Coop tutela le produzioni italiane


23 LUG 2009 – Coop valorizza le produzioni ortofrutticole italiane: questo è il contenuto della secca replica di Coop Italia agli attacchi di Coldiretti Emilia-Romagna, che oggi ha spostato la sua protesta al centro commerciale ‘Le Maioliche’ di Faenza, e ha attaccato duramente la grande distribuzione. Il presidente di Coop Italia, Vincenzo Tassinari, ha ricordato che Coop "vende sei milioni e 500 mila quintali di ortofrutta all’anno, prodotta da diecimila aziende agricole italiane.

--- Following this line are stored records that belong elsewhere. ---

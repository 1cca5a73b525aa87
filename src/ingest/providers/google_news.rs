// src/ingest/providers/google_news.rs
//! Google News RSS search provider.
//!
//! One request per keyword against the `when:1d` search feed. Items missing
//! a title or link are skipped; the batch continues.

use anyhow::{Context, Result};
use async_trait::async_trait;
use chrono::{FixedOffset, TimeZone, Utc};
use once_cell::sync::OnceCell;
use quick_xml::de::from_str;
use regex::Regex;
use serde::Deserialize;
use time::{format_description::well_known::Rfc2822, OffsetDateTime, UtcOffset};

use crate::ingest::types::{FeedItem, SearchProvider};

const USER_AGENT: &str =
    "Mozilla/5.0 (Windows NT 10.0; Win64; x64) AppleWebKit/537.36 (KHTML, like Gecko) Chrome/120.0.0.0 Safari/537.36";

#[derive(Debug, Deserialize)]
struct Rss {
    channel: Channel,
}
#[derive(Debug, Deserialize)]
struct Channel {
    #[serde(rename = "item", default)]
    item: Vec<Item>,
}
#[derive(Debug, Deserialize)]
struct Item {
    title: Option<String>,
    link: Option<String>,
    #[serde(rename = "pubDate")]
    pub_date: Option<String>,
    source: Option<SourceTag>,
}
#[derive(Debug, Deserialize)]
struct SourceTag {
    #[serde(rename = "$text")]
    name: Option<String>,
}

/// RFC2822 `pubDate` → KST `%Y-%m-%d %H:%M`. Unparsable dates become `None`
/// so the caller can substitute the collection timestamp.
fn parse_pub_date(ts: &str) -> Option<String> {
    let unix = OffsetDateTime::parse(ts, &Rfc2822)
        .ok()?
        .to_offset(UtcOffset::UTC)
        .unix_timestamp();
    let kst = FixedOffset::east_opt(9 * 3600)?;
    let dt = Utc.timestamp_opt(unix, 0).single()?.with_timezone(&kst);
    Some(dt.format("%Y-%m-%d %H:%M").to_string())
}

/// Decode HTML entities and strip any markup Google leaves in titles.
fn clean_title(raw: &str) -> String {
    static RE_TAGS: OnceCell<Regex> = OnceCell::new();
    let re_tags = RE_TAGS.get_or_init(|| Regex::new(r"(?is)</?[^>]+>").unwrap());
    let decoded = html_escape::decode_html_entities(raw).to_string();
    re_tags.replace_all(&decoded, "").trim().to_string()
}

pub struct GoogleNewsProvider {
    mode: Mode,
}

enum Mode {
    Fixture(String),
    Http { client: reqwest::Client },
}

impl GoogleNewsProvider {
    /// Parse from a canned RSS document instead of the network (tests).
    pub fn from_fixture_str(s: &str) -> Self {
        Self {
            mode: Mode::Fixture(s.to_string()),
        }
    }

    pub fn from_http() -> Result<Self> {
        let client = reqwest::Client::builder()
            .user_agent(USER_AGENT)
            .timeout(std::time::Duration::from_secs(10))
            .build()
            .context("building google news http client")?;
        Ok(Self {
            mode: Mode::Http { client },
        })
    }

    fn search_url(keyword: &str) -> String {
        format!(
            "https://news.google.com/rss/search?q={}+when:1d&hl=ko&gl=KR&ceid=KR:ko",
            urlencoding::encode(keyword)
        )
    }

    fn parse_items(xml: &str) -> Result<Vec<FeedItem>> {
        let rss: Rss = from_str(xml).context("parsing google news rss xml")?;

        let mut out = Vec::with_capacity(rss.channel.item.len());
        for it in rss.channel.item {
            let (Some(title_raw), Some(link)) = (it.title, it.link) else {
                // Malformed item; skip it, keep the batch.
                continue;
            };
            let title = clean_title(&title_raw);
            let link = link.trim().to_string();
            if title.is_empty() || link.is_empty() {
                continue;
            }

            out.push(FeedItem {
                title,
                link,
                source: it
                    .source
                    .and_then(|s| s.name)
                    .unwrap_or_default()
                    .trim()
                    .to_string(),
                published_at: it.pub_date.as_deref().and_then(parse_pub_date),
            });
        }
        Ok(out)
    }
}

#[async_trait]
impl SearchProvider for GoogleNewsProvider {
    async fn search(&self, keyword: &str) -> Result<Vec<FeedItem>> {
        match &self.mode {
            Mode::Fixture(s) => Self::parse_items(s),
            Mode::Http { client } => {
                let url = Self::search_url(keyword);
                let body = client
                    .get(&url)
                    .send()
                    .await
                    .context("google news rss get()")?
                    .error_for_status()
                    .context("google news rss status")?
                    .text()
                    .await
                    .context("google news rss .text()")?;
                Self::parse_items(&body)
            }
        }
    }

    fn name(&self) -> &'static str {
        "google-news"
    }
}
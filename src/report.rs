// src/report.rs
//! Digest rendering and SMTP delivery.
//!
//! Rendering is pure string assembly; delivery degrades to a skipped stage
//! when SMTP credentials or receivers are absent.

use anyhow::{Context, Result};
use lettre::message::{header, Mailbox, Message};
use lettre::transport::smtp::{authentication::Credentials, AsyncSmtpTransport};
use lettre::{AsyncTransport, Tokio1Executor};

use crate::article::Article;
use crate::config::AppConfig;

fn badge_color(trust_score: i32) -> &'static str {
    if trust_score >= 90 {
        "#27ae60"
    } else if trust_score >= 70 {
        "#3498db"
    } else {
        "#95a5a6"
    }
}

/// HTML digest: articles grouped by keyword in configured order, sorted by
/// trust within each group.
pub fn render_digest(target_date: &str, articles: &[Article], config: &AppConfig) -> String {
    let mut html = format!(
        r#"<div style="font-family: 'Malgun Gothic', sans-serif; background-color: #f4f4f4; padding: 20px; color: #333;">
<div style="max-width: 700px; margin: 0 auto; background-color: #ffffff; padding: 30px; border-radius: 10px;">
<div style="text-align: center; margin-bottom: 30px; border-bottom: 2px solid #555; padding-bottom: 20px;">
<h1 style="color: #2c3e50; font-size: 24px; margin: 0;">{target_date} 뉴스 리포트</h1>
<p style="color: #7f8c8d; font-size: 14px; margin-top: 10px;">총 <span style="color:#e67e22; font-weight:bold;">{}</span>건의 기사 요약</p>
</div>
"#,
        articles.len()
    );

    for kw in config.enabled_keywords() {
        let mut group: Vec<&Article> = articles.iter().filter(|a| a.keyword == kw).collect();
        if group.is_empty() {
            continue;
        }
        group.sort_by(|a, b| b.trust_score.cmp(&a.trust_score));
        let kw_color = config.keyword_color(&kw);

        html.push_str(&format!(
            r#"<div style="margin-bottom: 30px;">
<div style="background-color: {kw_color}; color: white; padding: 6px 15px; display: inline-block; border-radius: 15px; font-weight: bold; font-size: 16px; margin-bottom: 15px;"># {kw}</div>
"#
        ));

        for a in group {
            let summary_html = a.summary.replace('\n', "<br>");
            let badge = badge_color(a.trust_score);
            html.push_str(&format!(
                r#"<div style="border: 1px solid #e0e0e0; border-radius: 8px; padding: 20px; margin-bottom: 15px;">
<a href="{url}" target="_blank" style="font-size: 18px; font-weight: bold; color: #2c3e50; text-decoration: none;">{title}</a>
<span style="background-color: {badge}; color: white; padding: 2px 8px; border-radius: 10px; font-size: 11px; margin-left: 10px;">{source}</span>
<div style="font-size: 12px; color: #95a5a6; margin: 8px 0 15px 0;">{date}</div>
<div style="background-color: #f9f9f9; padding: 15px; border-left: 4px solid {kw_color}; color: #555; font-size: 14px; line-height: 1.6;">{summary}</div>
</div>
"#,
                url = a.url,
                title = a.title,
                source = a.source,
                date = a.published_at,
                summary = summary_html,
            ));
        }
        html.push_str("</div>\n");
    }

    html.push_str(
        r#"<div style="text-align: center; margin-top: 40px; font-size: 12px; color: #bdc3c7; border-top: 1px solid #eee; padding-top: 20px;">Automated daily digest</div>
</div>
</div>
"#,
    );
    html
}

pub struct EmailSender {
    mailer: AsyncSmtpTransport<Tokio1Executor>,
    from: Mailbox,
    receivers: Vec<Mailbox>,
}

impl EmailSender {
    /// Build from `SMTP_HOST` (default Gmail), `EMAIL_USER`, `EMAIL_PASSWORD`
    /// and the configured receivers. Anything missing is an `Err` the caller
    /// downgrades to "delivery skipped".
    pub fn try_from_env(receiver_addrs: &[String]) -> Result<Self> {
        let host = std::env::var("SMTP_HOST").unwrap_or_else(|_| "smtp.gmail.com".to_string());
        let user = std::env::var("EMAIL_USER").context("EMAIL_USER missing")?;
        let pass = std::env::var("EMAIL_PASSWORD").context("EMAIL_PASSWORD missing")?;
        if receiver_addrs.is_empty() {
            anyhow::bail!("no receivers configured");
        }

        let from: Mailbox = user.parse().context("EMAIL_USER is not a mail address")?;
        let receivers = receiver_addrs
            .iter()
            .map(|r| r.parse().with_context(|| format!("invalid receiver {r}")))
            .collect::<Result<Vec<Mailbox>>>()?;

        let creds = Credentials::new(user, pass);
        let mailer = AsyncSmtpTransport::<Tokio1Executor>::starttls_relay(&host)
            .context("invalid SMTP_HOST")?
            .credentials(creds)
            .build();

        Ok(Self {
            mailer,
            from,
            receivers,
        })
    }

    pub async fn send_digest(&self, subject: &str, html_body: String) -> Result<()> {
        let mut builder = Message::builder()
            .from(self.from.clone())
            .subject(subject)
            .header(header::ContentType::TEXT_HTML);
        for to in &self.receivers {
            builder = builder.to(to.clone());
        }
        let msg = builder.body(html_body).context("build digest email")?;
        self.mailer.send(msg).await.context("send digest email")?;
        tracing::info!(receivers = self.receivers.len(), "digest email sent");
        Ok(())
    }
}

#[cfg(test)]
mod tests {
    use super::*;
    use crate::article::Article;
    use crate::config::AppConfig;

    #[test]
    fn digest_groups_by_keyword_and_orders_by_trust() {
        let config = AppConfig::default_seed();
        let mut low = Article::stub("직업훈련", "낮은 신뢰 기사", "https://a/1", "낮은");
        low.trust_score = 60;
        let mut high = Article::stub("직업훈련", "높은 신뢰 기사", "https://a/2", "높은");
        high.trust_score = 95;

        let html = render_digest("2025-01-14", &[low, high], &config);
        let hi_pos = html.find("높은 신뢰 기사").unwrap();
        let lo_pos = html.find("낮은 신뢰 기사").unwrap();
        assert!(hi_pos < lo_pos, "higher trust renders first");
        assert!(html.contains("# 직업훈련"));
        assert!(html.contains("2025-01-14 뉴스 리포트"));
    }

    #[test]
    fn empty_keyword_groups_are_omitted() {
        let config = AppConfig::default_seed();
        let a = Article::stub("직업훈련", "기사", "https://a/1", "기사");
        let html = render_digest("2025-01-14", &[a], &config);
        assert!(!html.contains("# 고용노동부"));
    }

    #[test]
    fn badge_tiers() {
        assert_eq!(badge_color(95), "#27ae60");
        assert_eq!(badge_color(75), "#3498db");
        assert_eq!(badge_color(50), "#95a5a6");
    }

    #[serial_test::serial]
    #[test]
    fn missing_credentials_is_an_error_not_a_panic() {
        std::env::remove_var("EMAIL_USER");
        std::env::remove_var("EMAIL_PASSWORD");
        assert!(EmailSender::try_from_env(&["x@example.com".to_string()]).is_err());
    }
}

Dall’inizio dell’anno nei nostri negozi promuoviamo ogni giorno quattro prodotti di ortofrutta italiana di stagione, le cui vendite sono cresciute del 40% in volume nei primi sei mesi di quest’anno". Coop ritiene "necessario unire gli sforzi con l’agricoltura per promuovere interventi legislativi a salvaguardia dei prodotti italiani di qualità".Nella mattinata il presidente di Coldiretti Emilia-Romagna, Mauro Tonello, aveva dichiarato che la grande distribuzione in Italia "costituisce una vera e propria strozzatura nel passaggio degli alimenti dal campo alla tavola, anche perché cinque grandi piattaforme di acquisto operano sul mercato in condizioni di quasi monopolio". L’organizzazione dei coltivatori diretti e degli allevatori, alla terza giornata di manifestazioni, dopo quelle di martedì al Brennero e di ieri nei porti, chiede in particolare una diversa proporzionalità nei prezzi alla produzione e al consumo. "Ad esempio – sostiene Coldiretti – i prezzi ortofrutticoli, dal campo al negozio, in meno di 24 ore, si moltiplicano per dieci, come nel caso delle pesche pagate al produttore 20 centesimi e vendute al consumatore a 2,00 euro".